Controlling the temperature of a blast furnace gas outlet at about 35 ℃ by controlling the spraying water quantity and the alkali liquor quantity, and controlling the pH value of cooling water at an outlet of a gas cooling washing tower 8 at about 7.2; the temperature of the spray water is 25 ℃, the temperature of the spray water is raised to 30 ℃ after heat exchange, the spray water enters a circulating water cooling tower 9 from a water channel at the bottom of the gas cooling washing tower 8, the spray water is cooled to 25 ℃ through the cooling tower and flows into a circulating water pool 10, and then cooling water in the circulating water pool 10 is circularly pumped into the gas cooling washing tower 8 through a first water pump 13 to circularly cool the blast furnace gas.
Example 2:
a blast furnace gas cooling and dechlorinating method is characterized in that when a TRT power generation device stops operating:
the on-off valves 15, 16 and the on-off regulating valve 19 are in the open state, and the on-off valves 17, 18 are in the closed state. The temperature of blast furnace raw gas generated in a blast furnace 1 is 280 ℃, the blast furnace raw gas enters a furnace top spraying device 2, the furnace top spraying device 2 sprays and atomizes water with the temperature of 25 ℃ to cool the blast furnace gas to 200 ℃, and the water content of the blast furnace gas at the outlet of the furnace top spraying device 2 is 38.7g/Nm3Left and right.

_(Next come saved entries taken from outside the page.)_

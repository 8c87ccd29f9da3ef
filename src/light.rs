/*!
 # Light entity view

 Maps the session's [`DeviceState`] to the 0-255 brightness scale used by
 home-automation hosts and orchestrates a combined "turn on with ..." request.
*/

use tracing::{debug, instrument};

use crate::device::{DeviceSession, DeviceState};
use crate::scenes;
use crate::transport::Transport;
use crate::Result;

/// Scales a percentage to 0-255
pub fn percent_to_level(percent: u8) -> u8 {
    (f64::from(percent.min(100)) / 100.0 * 255.0).round() as u8
}

/// Scales a 0-255 level to a percentage
pub fn level_to_percent(level: u8) -> u8 {
    (f64::from(level) / 255.0 * 100.0).round() as u8
}

/// What a host should display for the light
#[derive(Debug, Clone, PartialEq, Eq)]
pub struct LightView {
    /// Power; falls back to "brightness above zero" while unknown
    pub is_on: bool,
    /// Brightness on the 0-255 scale
    pub brightness: Option<u8>,
    /// Last color
    pub rgb: Option<(u8, u8, u8)>,
    /// Active scene, only when it is a listed effect
    pub effect: Option<String>,
}

impl LightView {
    /// Builds the view from a state snapshot
    pub fn from_state(state: &DeviceState) -> Self {
        let brightness = state.brightness_percent.map(percent_to_level);
        let is_on = state
            .is_on
            .unwrap_or_else(|| brightness.is_some_and(|level| level > 0));
        let effect = state
            .effect
            .clone()
            .filter(|effect| scenes::is_listed(effect));
        Self {
            is_on,
            brightness,
            rgb: state.rgb,
            effect,
        }
    }
}

/// A combined turn-on request; every field is optional
#[derive(Debug, Clone, Default, PartialEq, Eq)]
pub struct LightCommand {
    /// Brightness on the 0-255 scale
    pub brightness: Option<u8>,
    /// Static color
    pub rgb: Option<(u8, u8, u8)>,
    /// Scene name, takes precedence over `rgb`
    pub effect: Option<String>,
}

/// Powers the light on and applies the scene or color, then the brightness.
///
/// Without an explicit brightness the current one is kept, or full
/// brightness when it is unknown or zero.
#[instrument(skip(session))]
pub async fn turn_on<T: Transport>(
    session: &DeviceSession<T>,
    command: &LightCommand,
) -> Result<()> {
    let current = LightView::from_state(&session.state());
    let level = command
        .brightness
        .or(current.brightness.filter(|level| *level > 0))
        .unwrap_or(255);
    let percent = level_to_percent(level);

    session.turn_on().await?;

    if let Some(effect) = &command.effect {
        debug!("Turning on with scene {}", effect);
        session.set_scene_by_name(effect, None).await?;
        session.set_brightness_percent(percent).await?;
    } else if let Some((red, green, blue)) = command.rgb {
        debug!("Turning on with color");
        session.set_rgb(red, green, blue).await?;
        session.set_brightness_percent(percent).await?;
    } else if command.brightness.is_some() {
        session.set_brightness_percent(percent).await?;
    }
    Ok(())
}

Then, the blast furnace gas is dedusted by a dry dedusting device 3 and enters a bypass spraying device 5 for secondary cooling, the sprayed and atomized water drops absorb the heat of the blast furnace gas and are vaporized into steam, and the temperature of the blast furnace gas is reduced to 110 ℃; the water content of the blast furnace gas after temperature reduction is 88g/Nm3The pressure was about 235Kp, corresponding to a dew point temperature of about 71 ℃.
The cooled gas enters a dehumidifying device 6, the blast furnace gas flows through one side of a high-molecular separation membrane by virtue of self pressure, water vapor enters the other side through the membrane to be discharged, the removing efficiency reaches over 90 percent, and the water content of the blast furnace gas is reduced to 8.8g/Nm3Left and right.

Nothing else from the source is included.